As stated in the Bible, the Philistines maintained a monopoly on iron working, keeping their Israelite neighbors in military inferiority and economic dependance. A major objective of the Hebrews' prolonged wars with the Philistines, recounted in the Book of Samuel, was to obtain the iron-working technology - an aim achieved by the later time of King David.

Eastern Europe: The early 1st millennium BC marks the Iron Age in Eastern Europe. In the Pontic steppe and the Caucasus region, the Iron Age begins with the Koban and the Chernogorovka and Novocherkassk cultures from ca. 900 BC. By 800 BC, it was spreading to Hallstatt C via the alleged "Thraco-Cimmerian" migrations.

Along with Chernogorovka and Novocherkassk cultures, on the territory of ancient Russia and Ukraine the Iron Age is to a significant extent associated with Scythians, who developed iron culture since the 7th century BC. The majority of remains of their iron producing and blacksmith's industries from 5th to 3rd century BC was found near Nikopol in Kamenskoe Gorodishche, which is believed to be the specialized metallurgic region of the ancient Scythia.

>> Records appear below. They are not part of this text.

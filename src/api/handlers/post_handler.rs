//! Blog post back-office handlers.

use axum::{
    extract::{Path, Query, State},
    response::Json,
    routing::{delete, get, patch},
    Router,
};

use crate::api::extractors::ValidatedJson;
use crate::api::middleware::CurrentUser;
use crate::api::AppState;
use crate::domain::order::BulkIds;
use crate::domain::post::{CreatePost, PostDetail, PostListItem, UpdatePost};
use crate::errors::AppResult;
use crate::types::{BulkMutationResponse, ListQuery, ListResponse, MutationResponse};

/// Create post routes
pub fn post_routes() -> Router<AppState> {
    Router::new()
        .route("/", get(find_all).post(create))
        .route("/:id", get(find_one).put(update))
        .route("/delete", patch(soft_delete))
        .route("/restore", patch(restore))
        .route("/permanent", delete(hard_delete))
}

/// List posts
#[utoipa::path(
    get,
    path = "/posts",
    tag = "Posts",
    security(("bearer_auth" = [])),
    params(ListQuery),
    responses((status = 200, description = "Paged post list"))
)]
pub async fn find_all(
    State(state): State<AppState>,
    Query(query): Query<ListQuery>,
) -> AppResult<Json<ListResponse<PostListItem>>> {
    let data = state
        .post_service
        .find_all(query.filter(), query.pageable(), query.sort())
        .await?;
    let total = state.post_service.count(query.filter()).await?;
    Ok(Json(ListResponse::new(total, data)))
}

/// Create a post
#[utoipa::path(
    post,
    path = "/posts",
    tag = "Posts",
    security(("bearer_auth" = [])),
    request_body = CreatePost,
    responses(
        (status = 200, description = "Created", body = MutationResponse),
        (status = 400, description = "Invalid slug or unknown category")
    )
)]
pub async fn create(
    user: CurrentUser,
    State(state): State<AppState>,
    ValidatedJson(payload): ValidatedJson<CreatePost>,
) -> AppResult<Json<MutationResponse>> {
    let result = state.post_service.create(user.id, payload).await?;
    Ok(Json(result))
}

/// Fetch one post with author and categories
#[utoipa::path(
    get,
    path = "/posts/{id}",
    tag = "Posts",
    security(("bearer_auth" = [])),
    params(("id" = i32, Path, description = "Post ID")),
    responses(
        (status = 200, description = "Post", body = PostDetail),
        (status = 404, description = "Not found")
    )
)]
pub async fn find_one(
    State(state): State<AppState>,
    Path(id): Path<i32>,
) -> AppResult<Json<PostDetail>> {
    Ok(Json(state.post_service.find_one(id).await?))
}

/// Update a post; category links are replaced when supplied
#[utoipa::path(
    put,
    path = "/posts/{id}",
    tag = "Posts",
    security(("bearer_auth" = [])),
    params(("id" = i32, Path, description = "Post ID")),
    request_body = UpdatePost,
    responses(
        (status = 200, description = "Updated", body = MutationResponse),
        (status = 404, description = "Not found")
    )
)]
pub async fn update(
    user: CurrentUser,
    State(state): State<AppState>,
    Path(id): Path<i32>,
    ValidatedJson(payload): ValidatedJson<UpdatePost>,
) -> AppResult<Json<MutationResponse>> {
    let result = state.post_service.update(user.id, id, payload).await?;
    Ok(Json(result))
}

/// Soft-delete posts
#[utoipa::path(
    patch,
    path = "/posts/delete",
    tag = "Posts",
    security(("bearer_auth" = [])),
    request_body = BulkIds,
    responses((status = 200, description = "Flagged deleted", body = BulkMutationResponse))
)]
pub async fn soft_delete(
    user: CurrentUser,
    State(state): State<AppState>,
    ValidatedJson(payload): ValidatedJson<BulkIds>,
) -> AppResult<Json<BulkMutationResponse>> {
    let result = state.post_service.bulk_soft_delete(user.id, payload.ids).await?;
    Ok(Json(result))
}

/// Restore soft-deleted posts
#[utoipa::path(
    patch,
    path = "/posts/restore",
    tag = "Posts",
    security(("bearer_auth" = [])),
    request_body = BulkIds,
    responses((status = 200, description = "Restored", body = BulkMutationResponse))
)]
pub async fn restore(
    user: CurrentUser,
    State(state): State<AppState>,
    ValidatedJson(payload): ValidatedJson<BulkIds>,
) -> AppResult<Json<BulkMutationResponse>> {
    let result = state.post_service.bulk_restore(user.id, payload.ids).await?;
    Ok(Json(result))
}

/// Permanently delete posts and their category links
#[utoipa::path(
    delete,
    path = "/posts/permanent",
    tag = "Posts",
    security(("bearer_auth" = [])),
    request_body = BulkIds,
    responses((status = 200, description = "Removed", body = BulkMutationResponse))
)]
pub async fn hard_delete(
    State(state): State<AppState>,
    ValidatedJson(payload): ValidatedJson<BulkIds>,
) -> AppResult<Json<BulkMutationResponse>> {
    let result = state.post_service.bulk_hard_delete(payload.ids).await?;
    Ok(Json(result))
}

From the Hallstatt culture, the Iron Age spreads west with the Celtic expansion from the 6th century BC. In Poland, the Iron Age reaches the late Lusatian culture in about the 6th century, followed in some areas by the Pomeranian culture.

The ethnic ascriptions of many Iron Age cultures has been bitterly contested, as the roots of Germanic, Baltic and Slavic peoples were sought in this area.

China: In 1972, near the city of Gaocheng (藁城) in Shijiazhuang (now Hebei province), an iron-bladed bronze tomahawk (铁刃青铜钺) dating back to the 14th century BC was excavated. After a scientific examination, the iron was shown to be made from meteoric siderite.

The Iron Age in East Asia began, however, when iron objects began to appear in present-day Xinjiang between the 10th century BC and the 7th century BC, such as those found at the cemetery site of Chawuhukou. This was soon followed by the development of iron metallurgy on the Manchurian plain by the 9th century BC.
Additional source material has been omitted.